Gene fusion refers to a process in which two separate genes merge, causing the cell to divide quickly. According to the study published in the journal Nature Medicine, treating the cells with a compound that blocks a protein encoded by one of those genes, known as NTRK1, kills them.

The researchers, from the Dana-Farber Cancer Institute and the University of Colorado Cancer Center, ran DNA sequencing tests on tumor samples from 36 patients. Each sample was void of any previously known genetic alteration. In two of them, both of which came from women who had never smoked, a key region of the NTRK1 gene had fused to normally distant genes.

According to the press release outlining the discovery, "NTRK1 holds the blueprint for a protein called TRKA, which dangles from the surface of cells and receives growth signals from other cells. The binding of NTRK1 to other genes causes TRKA to issue cell-growth orders on its own, without being prompted by outside signals."

Back in the lab, the researchers mixed NTRK1-inhibiting agents into lung cells containing NTRK1-fusions. Doing so dampened TRKA activity and killed the cancer cells.

They then created a new test to detect NTRK1 fusion and tested 56 tumor samples. In all, three of 91 tumor samples containing no other sign of cancer-causing genetic abnormalities contained fusions involving NTRK1.

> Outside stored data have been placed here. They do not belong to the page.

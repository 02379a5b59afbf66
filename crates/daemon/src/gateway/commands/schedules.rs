// SPDX-License-Identifier: BUSL-1.1
// Copyright (c) 2026 Alfred Jean LLC

//! Cron job and event trigger commands

use crate::gateway::{authorize, opt_u64, req_str, ConnState, Gateway};
use aether_core::{
    AgentConfig, Clock, CronId, CronJob, CronSchedule, Event, EventFilter, EventTrigger,
    KernelError, TriggerId,
};
use serde_json::{json, Value};

fn agent_config_arg(payload: &Value) -> Result<AgentConfig, KernelError> {
    let config = payload
        .get("agentConfig")
        .ok_or_else(|| KernelError::invalid_args("'agentConfig' is required"))?;
    serde_json::from_value(config.clone())
        .map_err(|e| KernelError::invalid_args(format!("bad agent config: {e}")))
}

// -- cron --

pub fn cron_create<C: Clock>(
    gateway: &Gateway<C>,
    conn: &ConnState,
    payload: &Value,
) -> Result<Value, KernelError> {
    let subject = conn.require_auth()?;
    authorize(gateway, &subject, "cron.create", "cron", Some(&subject.uid))?;

    let name = req_str(payload, "name")?;
    let expression = req_str(payload, "cronExpression")?;
    let schedule = CronSchedule::parse(expression)
        .map_err(|e| KernelError::invalid_args(e.to_string()))?;
    let now = gateway.kernel.clock.epoch_ms();
    let next_run_ms = schedule
        .next_after(now)
        .ok_or_else(|| KernelError::invalid_args("expression never fires"))?;

    let job = CronJob {
        id: CronId::new(format!("cron-{}", uuid::Uuid::new_v4())),
        name: name.to_string(),
        cron_expression: expression.to_string(),
        agent_config: agent_config_arg(payload)?,
        enabled: true,
        owner_uid: subject.uid.clone(),
        last_run_ms: None,
        next_run_ms,
        run_count: 0,
        created_at_ms: now,
    };
    gateway
        .kernel
        .store
        .insert_cron_job(&job)
        .map_err(KernelError::internal)?;

    gateway.kernel.bus.emit(Event::CronCreated {
        id: job.id.clone(),
        name: job.name.clone(),
    });
    Ok(json!({ "job": job }))
}

pub fn cron_list<C: Clock>(gateway: &Gateway<C>, conn: &ConnState) -> Result<Value, KernelError> {
    let subject = conn.require_auth()?;
    let owner = if subject.is_admin() {
        None
    } else {
        Some(&subject.uid)
    };
    let jobs = gateway
        .kernel
        .store
        .list_cron_jobs(owner)
        .map_err(KernelError::internal)?;
    Ok(json!({ "jobs": jobs }))
}

fn owned_cron<C: Clock>(
    gateway: &Gateway<C>,
    conn: &ConnState,
    payload: &Value,
    action: &str,
) -> Result<CronJob, KernelError> {
    let subject = conn.require_auth()?;
    let id = CronId::new(req_str(payload, "id")?);
    let job = gateway
        .kernel
        .store
        .get_cron_job(&id)
        .map_err(KernelError::internal)?
        .ok_or_else(|| KernelError::not_found(format!("cron job {id}")))?;
    authorize(gateway, &subject, action, &format!("cron/{id}"), Some(&job.owner_uid))?;
    Ok(job)
}

pub fn cron_toggle<C: Clock>(
    gateway: &Gateway<C>,
    conn: &ConnState,
    payload: &Value,
) -> Result<Value, KernelError> {
    let job = owned_cron(gateway, conn, payload, "cron.toggle")?;
    let enabled = payload
        .get("enabled")
        .and_then(Value::as_bool)
        .unwrap_or(!job.enabled);
    gateway
        .kernel
        .store
        .set_cron_enabled(&job.id, enabled)
        .map_err(KernelError::internal)?;
    Ok(json!({ "id": job.id, "enabled": enabled }))
}

pub fn cron_delete<C: Clock>(
    gateway: &Gateway<C>,
    conn: &ConnState,
    payload: &Value,
) -> Result<Value, KernelError> {
    let job = owned_cron(gateway, conn, payload, "cron.delete")?;
    gateway
        .kernel
        .store
        .delete_cron_job(&job.id)
        .map_err(KernelError::internal)?;
    gateway.kernel.bus.emit(Event::CronDeleted { id: job.id.clone() });
    Ok(json!({ "deleted": true }))
}

// -- triggers --

pub fn trigger_create<C: Clock>(
    gateway: &Gateway<C>,
    conn: &ConnState,
    payload: &Value,
) -> Result<Value, KernelError> {
    let subject = conn.require_auth()?;
    authorize(gateway, &subject, "trigger.create", "trigger", Some(&subject.uid))?;

    let name = req_str(payload, "name")?;
    let event_type = req_str(payload, "eventType")?;
    let event_filter: Option<EventFilter> = payload
        .get("eventFilter")
        .map(|f| serde_json::from_value(f.clone()))
        .transpose()
        .map_err(|e| KernelError::invalid_args(format!("bad filter: {e}")))?;

    let trigger = EventTrigger {
        id: TriggerId::new(format!("trig-{}", uuid::Uuid::new_v4())),
        name: name.to_string(),
        event_type: event_type.to_string(),
        event_filter,
        agent_config: agent_config_arg(payload)?,
        enabled: true,
        owner_uid: subject.uid.clone(),
        cooldown_ms: opt_u64(payload, "cooldownMs").unwrap_or(0),
        last_fired_ms: None,
        fire_count: 0,
        created_at_ms: gateway.kernel.clock.epoch_ms(),
    };
    gateway
        .kernel
        .store
        .insert_trigger(&trigger)
        .map_err(KernelError::internal)?;

    gateway.kernel.bus.emit(Event::TriggerCreated {
        id: trigger.id.clone(),
        name: trigger.name.clone(),
    });
    Ok(json!({ "trigger": trigger }))
}

pub fn trigger_list<C: Clock>(gateway: &Gateway<C>, conn: &ConnState) -> Result<Value, KernelError> {
    let subject = conn.require_auth()?;
    let owner = if subject.is_admin() {
        None
    } else {
        Some(&subject.uid)
    };
    let triggers = gateway
        .kernel
        .store
        .list_triggers(owner)
        .map_err(KernelError::internal)?;
    Ok(json!({ "triggers": triggers }))
}

fn owned_trigger<C: Clock>(
    gateway: &Gateway<C>,
    conn: &ConnState,
    payload: &Value,
    action: &str,
) -> Result<EventTrigger, KernelError> {
    let subject = conn.require_auth()?;
    let id = TriggerId::new(req_str(payload, "id")?);
    let trigger = gateway
        .kernel
        .store
        .get_trigger(&id)
        .map_err(KernelError::internal)?
        .ok_or_else(|| KernelError::not_found(format!("trigger {id}")))?;
    authorize(gateway, &subject, action, &format!("trigger/{id}"), Some(&trigger.owner_uid))?;
    Ok(trigger)
}

pub fn trigger_toggle<C: Clock>(
    gateway: &Gateway<C>,
    conn: &ConnState,
    payload: &Value,
) -> Result<Value, KernelError> {
    let trigger = owned_trigger(gateway, conn, payload, "trigger.toggle")?;
    let enabled = payload
        .get("enabled")
        .and_then(Value::as_bool)
        .unwrap_or(!trigger.enabled);
    gateway
        .kernel
        .store
        .set_trigger_enabled(&trigger.id, enabled)
        .map_err(KernelError::internal)?;
    Ok(json!({ "id": trigger.id, "enabled": enabled }))
}

pub fn trigger_delete<C: Clock>(
    gateway: &Gateway<C>,
    conn: &ConnState,
    payload: &Value,
) -> Result<Value, KernelError> {
    let trigger = owned_trigger(gateway, conn, payload, "trigger.delete")?;
    gateway
        .kernel
        .store
        .delete_trigger(&trigger.id)
        .map_err(KernelError::internal)?;
    gateway.kernel.bus.emit(Event::TriggerDeleted {
        id: trigger.id.clone(),
    });
    Ok(json!({ "deleted": true }))
}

"These findings suggest that in a few percent of lung adenocarcinoma patients -- people in whose cancer cells we had previously been able to find no genetic abnormality -- tumor growth is driven by a fusion involving NTRK1," said senior co-author Dr. Pasi A. Jänne. "Given that lung cancer is a common cancer, even a few percent is significant and translates into a large number of patients. Our findings suggest that targeted therapies may be effective for this subset of lung cancer patients."